[ASSIGNED TASK] Count the lines below that contain "geometry". Answer with the number alone.

___ SOURCE DATA ___

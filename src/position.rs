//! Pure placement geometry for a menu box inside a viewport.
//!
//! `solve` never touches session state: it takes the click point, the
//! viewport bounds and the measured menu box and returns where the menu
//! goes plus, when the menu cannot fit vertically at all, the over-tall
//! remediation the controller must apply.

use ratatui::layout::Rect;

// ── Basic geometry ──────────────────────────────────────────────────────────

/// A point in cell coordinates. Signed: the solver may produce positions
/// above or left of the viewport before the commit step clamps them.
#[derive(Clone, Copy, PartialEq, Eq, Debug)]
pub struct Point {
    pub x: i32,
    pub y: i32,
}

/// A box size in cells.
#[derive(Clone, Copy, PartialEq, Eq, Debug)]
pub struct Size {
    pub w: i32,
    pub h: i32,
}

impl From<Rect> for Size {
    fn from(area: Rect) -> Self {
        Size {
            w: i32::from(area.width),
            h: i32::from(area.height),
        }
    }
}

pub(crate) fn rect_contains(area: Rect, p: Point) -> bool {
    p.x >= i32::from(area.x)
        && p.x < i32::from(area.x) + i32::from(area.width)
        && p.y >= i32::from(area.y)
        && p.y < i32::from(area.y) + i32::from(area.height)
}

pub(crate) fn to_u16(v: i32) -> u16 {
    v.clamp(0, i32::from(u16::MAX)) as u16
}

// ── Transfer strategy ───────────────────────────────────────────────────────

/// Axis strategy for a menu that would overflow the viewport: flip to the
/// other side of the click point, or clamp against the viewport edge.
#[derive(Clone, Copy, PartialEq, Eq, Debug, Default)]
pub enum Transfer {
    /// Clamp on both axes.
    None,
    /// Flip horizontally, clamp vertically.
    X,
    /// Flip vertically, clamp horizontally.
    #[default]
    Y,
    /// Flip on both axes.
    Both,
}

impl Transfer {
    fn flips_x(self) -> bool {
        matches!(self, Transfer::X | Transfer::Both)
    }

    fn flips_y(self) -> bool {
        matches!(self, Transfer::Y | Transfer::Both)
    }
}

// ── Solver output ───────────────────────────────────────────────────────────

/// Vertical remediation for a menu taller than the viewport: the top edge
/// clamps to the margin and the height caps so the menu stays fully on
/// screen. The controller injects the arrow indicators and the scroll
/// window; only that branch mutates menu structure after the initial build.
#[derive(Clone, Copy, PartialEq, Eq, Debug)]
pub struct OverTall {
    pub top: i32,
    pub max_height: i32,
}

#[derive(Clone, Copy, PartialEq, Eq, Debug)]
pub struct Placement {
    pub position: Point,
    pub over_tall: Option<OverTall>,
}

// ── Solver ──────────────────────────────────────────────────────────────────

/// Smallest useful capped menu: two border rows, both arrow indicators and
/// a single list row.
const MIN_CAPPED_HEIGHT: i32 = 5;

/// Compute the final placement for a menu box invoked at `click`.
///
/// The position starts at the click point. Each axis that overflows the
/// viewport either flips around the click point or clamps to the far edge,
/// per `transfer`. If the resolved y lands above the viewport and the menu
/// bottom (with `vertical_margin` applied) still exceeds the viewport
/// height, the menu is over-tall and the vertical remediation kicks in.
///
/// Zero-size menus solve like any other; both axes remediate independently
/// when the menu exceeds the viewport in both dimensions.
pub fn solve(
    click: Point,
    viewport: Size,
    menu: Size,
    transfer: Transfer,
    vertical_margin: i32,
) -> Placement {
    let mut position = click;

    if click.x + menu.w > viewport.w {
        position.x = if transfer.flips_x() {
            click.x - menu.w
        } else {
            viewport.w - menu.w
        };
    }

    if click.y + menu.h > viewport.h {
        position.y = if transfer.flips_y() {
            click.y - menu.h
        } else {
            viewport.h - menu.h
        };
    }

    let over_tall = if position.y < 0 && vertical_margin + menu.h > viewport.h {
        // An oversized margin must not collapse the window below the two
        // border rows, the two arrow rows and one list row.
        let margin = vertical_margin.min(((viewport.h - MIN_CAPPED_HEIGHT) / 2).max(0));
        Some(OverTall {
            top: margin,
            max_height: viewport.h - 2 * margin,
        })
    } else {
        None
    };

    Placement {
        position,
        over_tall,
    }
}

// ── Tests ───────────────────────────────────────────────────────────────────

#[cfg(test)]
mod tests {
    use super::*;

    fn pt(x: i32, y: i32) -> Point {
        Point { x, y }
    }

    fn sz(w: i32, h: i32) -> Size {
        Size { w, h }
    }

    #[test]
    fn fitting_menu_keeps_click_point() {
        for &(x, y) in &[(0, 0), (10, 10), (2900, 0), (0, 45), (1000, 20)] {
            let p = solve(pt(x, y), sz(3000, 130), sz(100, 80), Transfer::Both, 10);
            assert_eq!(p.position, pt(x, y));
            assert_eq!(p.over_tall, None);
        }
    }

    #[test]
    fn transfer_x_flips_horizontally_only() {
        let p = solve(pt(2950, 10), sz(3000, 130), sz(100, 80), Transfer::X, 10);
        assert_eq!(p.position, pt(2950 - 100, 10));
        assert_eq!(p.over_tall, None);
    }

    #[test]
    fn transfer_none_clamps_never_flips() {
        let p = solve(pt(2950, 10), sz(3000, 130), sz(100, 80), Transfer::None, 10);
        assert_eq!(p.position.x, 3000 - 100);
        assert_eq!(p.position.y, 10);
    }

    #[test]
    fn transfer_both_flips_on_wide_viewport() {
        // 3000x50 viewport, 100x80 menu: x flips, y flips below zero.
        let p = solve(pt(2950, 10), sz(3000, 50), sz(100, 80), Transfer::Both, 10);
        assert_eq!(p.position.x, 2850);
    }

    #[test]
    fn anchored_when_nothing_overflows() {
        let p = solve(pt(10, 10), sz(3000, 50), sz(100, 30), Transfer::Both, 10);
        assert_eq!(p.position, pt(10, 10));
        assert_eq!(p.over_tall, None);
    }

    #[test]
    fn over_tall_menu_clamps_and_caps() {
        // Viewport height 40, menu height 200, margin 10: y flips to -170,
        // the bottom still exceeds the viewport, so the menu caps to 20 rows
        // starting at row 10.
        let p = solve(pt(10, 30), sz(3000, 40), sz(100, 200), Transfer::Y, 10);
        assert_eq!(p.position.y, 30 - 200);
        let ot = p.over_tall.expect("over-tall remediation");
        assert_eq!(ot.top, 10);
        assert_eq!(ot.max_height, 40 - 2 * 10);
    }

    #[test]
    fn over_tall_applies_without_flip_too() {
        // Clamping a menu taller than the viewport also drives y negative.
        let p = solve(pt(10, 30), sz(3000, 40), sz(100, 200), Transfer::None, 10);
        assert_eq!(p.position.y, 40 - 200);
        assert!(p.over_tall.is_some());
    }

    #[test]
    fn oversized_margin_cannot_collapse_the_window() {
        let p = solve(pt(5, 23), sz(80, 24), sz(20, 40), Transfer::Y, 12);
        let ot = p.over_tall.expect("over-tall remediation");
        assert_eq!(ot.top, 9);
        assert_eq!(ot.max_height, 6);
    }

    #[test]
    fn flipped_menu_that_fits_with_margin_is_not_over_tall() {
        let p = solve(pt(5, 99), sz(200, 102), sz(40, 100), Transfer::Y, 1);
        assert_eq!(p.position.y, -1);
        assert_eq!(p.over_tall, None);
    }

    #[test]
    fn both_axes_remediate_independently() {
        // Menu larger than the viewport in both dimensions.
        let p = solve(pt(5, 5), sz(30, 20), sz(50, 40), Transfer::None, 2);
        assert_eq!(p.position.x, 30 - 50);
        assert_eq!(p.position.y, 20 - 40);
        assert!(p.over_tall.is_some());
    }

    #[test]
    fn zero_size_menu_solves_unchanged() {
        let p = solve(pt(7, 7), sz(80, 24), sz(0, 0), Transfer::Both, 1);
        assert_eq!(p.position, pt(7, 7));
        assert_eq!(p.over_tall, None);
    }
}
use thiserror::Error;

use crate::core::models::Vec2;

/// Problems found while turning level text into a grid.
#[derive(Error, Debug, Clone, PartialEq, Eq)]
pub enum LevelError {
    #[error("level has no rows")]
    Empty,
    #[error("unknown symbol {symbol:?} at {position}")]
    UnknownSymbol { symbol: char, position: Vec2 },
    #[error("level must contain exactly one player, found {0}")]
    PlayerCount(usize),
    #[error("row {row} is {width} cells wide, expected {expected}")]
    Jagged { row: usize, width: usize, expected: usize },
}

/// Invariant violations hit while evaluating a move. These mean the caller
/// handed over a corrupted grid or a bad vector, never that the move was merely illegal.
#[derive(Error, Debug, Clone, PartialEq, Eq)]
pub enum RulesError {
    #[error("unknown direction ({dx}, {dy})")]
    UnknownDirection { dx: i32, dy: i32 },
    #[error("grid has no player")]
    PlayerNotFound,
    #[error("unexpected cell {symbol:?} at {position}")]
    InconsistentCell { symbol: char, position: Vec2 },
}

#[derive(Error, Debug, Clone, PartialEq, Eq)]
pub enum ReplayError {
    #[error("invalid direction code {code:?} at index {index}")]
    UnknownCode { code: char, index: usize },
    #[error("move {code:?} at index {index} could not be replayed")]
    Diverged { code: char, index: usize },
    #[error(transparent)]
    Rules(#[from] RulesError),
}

___

[WRITTEN ANSWER] 2